■ **WHAT IS REQUIRED**:
In the data, find the word "field" and copy out every line that has it.

■ **RECORD EXCERPTS**:

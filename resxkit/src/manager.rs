//! Groups project files into resource entities and keeps them in sync with disk.
//!
//! Loading is split in two: [`ResourceManager::prepare_load`] does all file I/O and
//! parsing and can run on any thread, while [`ResourceManager::apply_load`] installs the
//! result on the thread that owns the manager.

use std::{
    collections::{BTreeMap, BTreeSet},
    path::Path,
    sync::Arc,
    thread::{self, JoinHandle},
    time::Instant,
};

use rayon::prelude::*;
use tracing::{debug, info, warn};

use crate::{
    changes::{ChangeBatcher, ResourceChange},
    code_reference::{CodeReferenceResults, CodeReferenceTracker, ReferenceTarget},
    context::ResourceContext,
    culture::CultureKey,
    entity::{EntityIdentity, ResourceEntity},
    error::Error,
    language::ResourceLanguage,
    project_file::{FileFilter, ProjectFile},
    snapshot::Snapshot,
};

/// Languages of one entity, parsed off the owner thread.
#[derive(Debug)]
pub struct PreparedEntity {
    pub identity: EntityIdentity,
    pub languages: Result<Vec<ResourceLanguage>, Error>,
}

/// Output of [`ResourceManager::prepare_load`].
#[derive(Debug, Default)]
pub struct LoadBatch {
    pub entities: Vec<PreparedEntity>,
    pub source_files: Vec<ProjectFile>,
}

/// What [`ResourceManager::apply_load`] did.
#[derive(Debug, Default)]
pub struct LoadSummary {
    pub added: usize,
    pub updated: usize,
    pub removed: usize,
    pub unchanged: usize,
    pub errors: Vec<(EntityIdentity, Error)>,
}

impl LoadSummary {
    pub fn is_ok(&self) -> bool {
        self.errors.is_empty()
    }
}

pub struct ResourceManager {
    context: ResourceContext,
    filter: Arc<dyn FileFilter>,
    entities: BTreeMap<EntityIdentity, ResourceEntity>,
    source_files: Vec<ProjectFile>,
    snapshot: Option<Snapshot>,
    pending: Vec<ResourceChange>,
    changes: ChangeBatcher,
}

impl std::fmt::Debug for ResourceManager {
    fn fmt(&self, f: &mut std::fmt::Formatter<'_>) -> std::fmt::Result {
        f.debug_struct("ResourceManager")
            .field("entities", &self.entities.len())
            .field("source_files", &self.source_files.len())
            .field("snapshot", &self.snapshot.is_some())
            .finish()
    }
}

impl ResourceManager {
    pub fn new(context: ResourceContext, filter: Arc<dyn FileFilter>) -> Self {
        Self {
            context,
            filter,
            entities: BTreeMap::new(),
            source_files: Vec::new(),
            snapshot: None,
            pending: Vec::new(),
            changes: ChangeBatcher::default(),
        }
    }

    pub fn with_change_batcher(mut self, changes: ChangeBatcher) -> Self {
        self.changes = changes;
        self
    }

    pub fn context(&self) -> &ResourceContext {
        &self.context
    }

    pub fn filter(&self) -> Arc<dyn FileFilter> {
        Arc::clone(&self.filter)
    }

    /// Splits `files` into resource groups and source files, then parses every group.
    pub fn prepare_load(
        context: &ResourceContext,
        filter: &dyn FileFilter,
        files: Vec<ProjectFile>,
    ) -> LoadBatch {
        let neutral = context.configuration().neutral_culture();
        let mut groups: BTreeMap<EntityIdentity, Vec<(ProjectFile, CultureKey)>> =
            BTreeMap::new();
        let mut source_files = Vec::new();

        for file in files {
            if !filter.include_file(&file) {
                continue;
            }
            let Some(format) = file.format() else {
                source_files.push(file);
                continue;
            };
            let relative = file.relative_path().replace('\\', "/");
            let Some(info) = format.parse_file_name(Path::new(&relative), neutral.as_ref()) else {
                warn!("cannot derive a resource name from `{}`", relative);
                continue;
            };
            let identity = EntityIdentity::new(
                file.project_name(),
                info.base_name,
                info.directory.to_string_lossy(),
            );
            groups.entry(identity).or_default().push((file, info.culture));
        }

        debug!(
            "loading {} resource groups, {} source files",
            groups.len(),
            source_files.len()
        );

        let entities = groups
            .into_par_iter()
            .map(|(identity, files)| {
                let languages = files
                    .into_iter()
                    .map(|(file, culture)| {
                        ResourceLanguage::load(file, culture, identity.clone(), context)
                    })
                    .collect();
                PreparedEntity {
                    identity,
                    languages,
                }
            })
            .collect();

        LoadBatch {
            entities,
            source_files,
        }
    }

    /// Runs [`prepare_load`](Self::prepare_load) on a worker thread.
    pub fn spawn_load(
        context: ResourceContext,
        filter: Arc<dyn FileFilter>,
        files: Vec<ProjectFile>,
    ) -> JoinHandle<LoadBatch> {
        thread::spawn(move || Self::prepare_load(&context, filter.as_ref(), files))
    }

    /// Installs a batch: updates known entities, adds new ones and drops vanished ones.
    ///
    /// An entity whose files fail to load keeps its previous state.
    pub fn apply_load(&mut self, batch: LoadBatch) -> LoadSummary {
        let mut summary = LoadSummary::default();
        let mut previous = std::mem::take(&mut self.entities);

        for prepared in batch.entities {
            let identity = prepared.identity;
            let existing = previous.remove(&identity);
            match (prepared.languages, existing) {
                (Ok(languages), Some(mut entity)) => {
                    if entity.update_languages(languages) {
                        summary.updated += 1;
                    } else {
                        summary.unchanged += 1;
                    }
                    self.insert_entity(entity);
                }
                (Ok(languages), None) => {
                    let entity = ResourceEntity::new(identity.clone(), self.context.clone(), languages);
                    self.pending.push(ResourceChange::EntityAdded(identity));
                    summary.added += 1;
                    self.insert_entity(entity);
                }
                (Err(e), existing) => {
                    warn!("{}: {}", identity, e);
                    if let Some(entity) = existing {
                        self.insert_entity(entity);
                    }
                    summary.errors.push((identity, e));
                }
            }
        }

        for identity in previous.into_keys() {
            debug!("{} is gone", identity);
            self.pending.push(ResourceChange::EntityRemoved(identity));
            summary.removed += 1;
        }
        self.source_files = batch.source_files;

        info!(
            "loaded {} entities ({} added, {} updated, {} removed, {} failed)",
            self.entities.len(),
            summary.added,
            summary.updated,
            summary.removed,
            summary.errors.len()
        );
        summary
    }

    fn insert_entity(&mut self, mut entity: ResourceEntity) {
        if let Some(snapshot) = &self.snapshot {
            entity.apply_snapshot(snapshot.entity(entity.identity()));
        }
        self.entities.insert(entity.identity().clone(), entity);
    }

    /// Loads `files` synchronously.
    pub fn load(&mut self, files: Vec<ProjectFile>) -> LoadSummary {
        let batch = Self::prepare_load(&self.context, self.filter.as_ref(), files);
        self.apply_load(batch)
    }

    /// Every culture held by any entity.
    pub fn cultures(&self) -> BTreeSet<CultureKey> {
        self.entities
            .values()
            .flat_map(|e| e.cultures().cloned())
            .collect()
    }

    pub fn entities(&self) -> impl Iterator<Item = &ResourceEntity> {
        self.entities.values()
    }

    pub fn entities_mut(&mut self) -> impl Iterator<Item = &mut ResourceEntity> {
        self.entities.values_mut()
    }

    pub fn entity(&self, identity: &EntityIdentity) -> Option<&ResourceEntity> {
        self.entities.get(identity)
    }

    pub fn entity_mut(&mut self, identity: &EntityIdentity) -> Option<&mut ResourceEntity> {
        self.entities.get_mut(identity)
    }

    pub fn source_files(&self) -> &[ProjectFile] {
        &self.source_files
    }

    /// Saves every changed entity; stops at the first failure.
    pub fn save(&mut self) -> Result<usize, Error> {
        let mut saved = 0;
        for entity in self.entities.values_mut() {
            if entity.has_changes() && entity.save()? {
                saved += 1;
            }
        }
        Ok(saved)
    }

    pub fn has_changes(&self) -> bool {
        self.entities.values().any(ResourceEntity::has_changes)
    }

    /// Keys to look for in source files; designer resources are never referenced by name.
    pub fn reference_targets(&self) -> Vec<ReferenceTarget> {
        self.entities
            .values()
            .filter(|e| !e.is_winforms_designer_resource())
            .flat_map(|entity| {
                entity.entries().map(move |entry| ReferenceTarget {
                    entry: entry.id(),
                    key: entry.key().to_string(),
                    base_name: entity.base_name().to_string(),
                })
            })
            .collect()
    }

    /// Clears all known references and returns the targets for a new scan.
    pub fn begin_code_reference_scan(&mut self) -> Vec<ReferenceTarget> {
        for entity in self.entities.values_mut() {
            for entry in entity.entries_mut() {
                entry.set_code_references(None);
            }
        }
        self.reference_targets()
    }

    /// Starts a background scan of the current source files.
    pub fn find_code_references(&mut self, tracker: &mut CodeReferenceTracker) {
        let targets = self.begin_code_reference_scan();
        tracker.start_find(
            self.context.shared_configuration(),
            Arc::clone(&self.filter),
            targets,
            self.source_files.clone(),
        );
    }

    /// Installs finished scan results. Entries created after the scan started stay unknown.
    pub fn apply_code_references(&mut self, results: &CodeReferenceResults) {
        for entity in self.entities.values_mut() {
            for entry in entity.entries_mut() {
                if let Some(references) = results.get(&entry.id()) {
                    entry.set_code_references(Some(Arc::clone(references)));
                }
            }
        }
    }

    pub fn create_snapshot(&self) -> Snapshot {
        Snapshot::from_entities(self.entities.values())
    }

    /// Parses a snapshot and attaches it to every matching entity.
    pub fn load_snapshot(&mut self, json: &str) -> Result<(), Error> {
        let snapshot = Snapshot::from_json(json)?;
        for entity in self.entities.values_mut() {
            entity.apply_snapshot(snapshot.entity(entity.identity()));
        }
        self.snapshot = Some(snapshot);
        Ok(())
    }

    pub fn clear_snapshot(&mut self) {
        self.snapshot = None;
        for entity in self.entities.values_mut() {
            entity.apply_snapshot(None);
        }
    }

    pub fn snapshot(&self) -> Option<&Snapshot> {
        self.snapshot.as_ref()
    }

    /// Collects queued change events and returns a batch once they have settled.
    pub fn poll_changes(&mut self, now: Instant) -> Option<Vec<ResourceChange>> {
        let mut collected = std::mem::take(&mut self.pending);
        for entity in self.entities.values_mut() {
            collected.extend(entity.take_changes());
        }
        self.changes.push(collected, now);
        self.changes.poll(now)
    }
}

■ **SOLVED EXERCISE**:
            .field("entities", &self.entities.len())
            .field("source_files", &self.source_files.len())
            .field("snapshot", &self.snapshot.is_some())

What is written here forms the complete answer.